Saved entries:
╭──
use std::path::PathBuf;

use clap::{ArgAction, Parser, Subcommand};
use mtrx2flat::{ConversionRequest, Converter, Exporter, Result, ToolError};
use tracing_subscriber::EnvFilter;

fn main() {
    let cli = Cli::parse();
    if let Err(error) = init_logging(cli.verbose) {
        eprintln!("error: {error}");
        std::process::exit(1);
    }
    if let Err(error) = run(cli) {
        eprintln!("error: {error}");
        std::process::exit(1);
    }
}

fn init_logging(verbosity: u8) -> Result<()> {
    let fallback = match verbosity {
        0 => "mtrx2flat=warn",
        1 => "mtrx2flat=info",
        _ => "mtrx2flat=debug",
    };
    let filter = EnvFilter::try_from_default_env().unwrap_or_else(|_| EnvFilter::new(fallback));

    tracing_subscriber::fmt()
        .with_env_filter(filter)
        .with_writer(std::io::stderr)
        .try_init()
        .map_err(|error| ToolError::Logging(error.to_string()))
}

fn run(cli: Cli) -> Result<()> {
    match cli.command {
        Command::Convert(args) => execute_convert(args),
        Command::Exporters(args) => list_exporters(args),
        Command::Config(args) => show_config(args),
    }
}

fn execute_convert(args: ConvertArgs) -> Result<()> {
    let mut converter = args.tool.configure(Converter::new())?;
    let request = ConversionRequest::new(args.input, args.output).verbose(!args.quiet);
    converter.convert(request)?.ensure_success()?;
    Ok(())
}

fn list_exporters(args: ExportersArgs) -> Result<()> {
    let entries = Exporter::catalog();
    if args.json {
        println!("{}", serde_json::to_string_pretty(&entries)?);
        return Ok(());
    }

    for entry in entries {
        println!("{entry}");
    }
    Ok(())
}

fn show_config(args: ToolArgs) -> Result<()> {
    // Notices go to stderr so stdout stays valid JSON.
    let converter = args.configure(Converter::new().with_console(std::io::stderr()))?;
    println!("{}", serde_json::to_string_pretty(converter.config())?);
    Ok(())
}

#[derive(Parser)]
#[command(
    author,
    version,
    about = "Batch-convert Omicron MATRIX data with VernissageCmd.exe."
)]
struct Cli {
    /// Increase log verbosity (-v info, -vv debug). RUST_LOG takes precedence.
    #[arg(short, long, action = ArgAction::Count, global = true)]
    verbose: u8,

    #[command(subcommand)]
    command: Command,
}

#[derive(Subcommand)]
enum Command {
    /// Convert a directory of MATRIX files.
    Convert(ConvertArgs),
    /// List the exporter plugins VernissageCmd.exe accepts.
    Exporters(ExportersArgs),
    /// Print the effective configuration as JSON.
    Config(ToolArgs),
}

#[derive(clap::Args)]
struct ToolArgs {
    /// Path to VernissageCmd.exe, or "default" for the stock install location.
    #[arg(long)]
    tool: Option<PathBuf>,

    /// Exporter plugin name, or "default" for Flattener.
    #[arg(long)]
    exporter: Option<String>,
}

impl ToolArgs {
    fn configure(self, mut converter: Converter) -> Result<Converter> {
        if let Some(tool) = self.tool {
            converter.set_tool_path(tool);
        }
        if let Some(exporter) = self.exporter {
            converter.set_exporter_name(&exporter)?;
        }
        Ok(converter)
    }
}

#[derive(clap::Args)]
struct ConvertArgs {
    /// Directory holding the MATRIX data to convert.
    #[arg(long)]
    input: PathBuf,

    /// Directory receiving the exported files. Created if missing.
    #[arg(long)]
    output: PathBuf,

    /// Only print the command line.
    #[arg(long)]
    quiet: bool,

    #[command(flatten)]
    tool: ToolArgs,
}

#[derive(clap::Args)]
struct ExportersArgs {
    /// Emit the list as JSON.
    #[arg(long)]
    json: bool,
}

#[cfg(test)]
mod tests {
    use super::*;

    #[test]
    fn config_rejects_unknown_exporter() {
        let cli = Cli::try_parse_from(["mtrx2flat", "config", "--exporter", "CSV Exporter"])
            .expect("arguments parsed");

        let error = run(cli).expect_err("unknown exporter rejected");

        assert!(matches!(error, ToolError::InvalidExporter { .. }), "{error}");
    }

    #[test]
    fn config_accepts_tool_and_exporter_overrides() {
        let cli = Cli::try_parse_from([
            "mtrx2flat",
            "config",
            "--tool",
            "/opt/vernissage/VernissageCmd",
            "--exporter",
            "VAMAS Exporter",
        ])
        .expect("arguments parsed");
        let Command::Config(args) = cli.command else {
            panic!("config subcommand expected");
        };

        let converter = args
            .configure(Converter::new().with_console(std::io::sink()))
            .expect("configuration applied");

        assert_eq!(
            converter.tool_path(),
            std::path::Path::new("/opt/vernissage/VernissageCmd")
        );
        assert_eq!(converter.exporter(), Exporter::Vamas);
    }

    #[test]
    fn convert_requires_input_and_output() {
        assert!(Cli::try_parse_from(["mtrx2flat", "convert", "--input", "scans"]).is_err());
    }
}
╰──
Work task » Count how many lines above contain the word "Some". Reply with the number alone.

Solution » 2